Saved data entries
use tracing_subscriber::{layer::SubscriberExt, util::SubscriberInitExt, EnvFilter};

pub fn init_cli_logger(verbose: bool) {
    let filter = if verbose {
        EnvFilter::try_from_default_env()
            .unwrap_or_else(|_| EnvFilter::new("medbot_index=debug,info"))
    } else {
        EnvFilter::try_from_default_env().unwrap_or_else(|_| EnvFilter::new("medbot_index=info"))
    };

    tracing_subscriber::registry()
        .with(filter)
        .with(
            tracing_subscriber::fmt::layer()
                .with_target(false)
                .with_thread_ids(false)
                .with_file(false)
                .with_line_number(false)
                .compact(),
        )
        .init();
}
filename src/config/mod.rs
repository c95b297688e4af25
#[cfg(feature = "cli")]
pub mod cli;
pub mod toml_config;

#[cfg(feature = "cli")]
pub use cli::CliConfig;
pub use toml_config::TomlConfig;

▶ [Required action]:
Could you please retype the lines from the start of the data through the line with "repository c95b297688e4af25", both included, and nothing else?

▶ [Reply to the exercise]:
use tracing_subscriber::{layer::SubscriberExt, util::SubscriberInitExt, EnvFilter};

pub fn init_cli_logger(verbose: bool) {
    let filter = if verbose {
        EnvFilter::try_from_default_env()
            .unwrap_or_else(|_| EnvFilter::new("medbot_index=debug,info"))
    } else {
        EnvFilter::try_from_default_env().unwrap_or_else(|_| EnvFilter::new("medbot_index=info"))
    };

    tracing_subscriber::registry()
        .with(filter)
        .with(
            tracing_subscriber::fmt::layer()
                .with_target(false)
                .with_thread_ids(false)
                .with_file(false)
                .with_line_number(false)
                .compact(),
        )
        .init();
}
filename src/config/mod.rs
repository c95b297688e4af25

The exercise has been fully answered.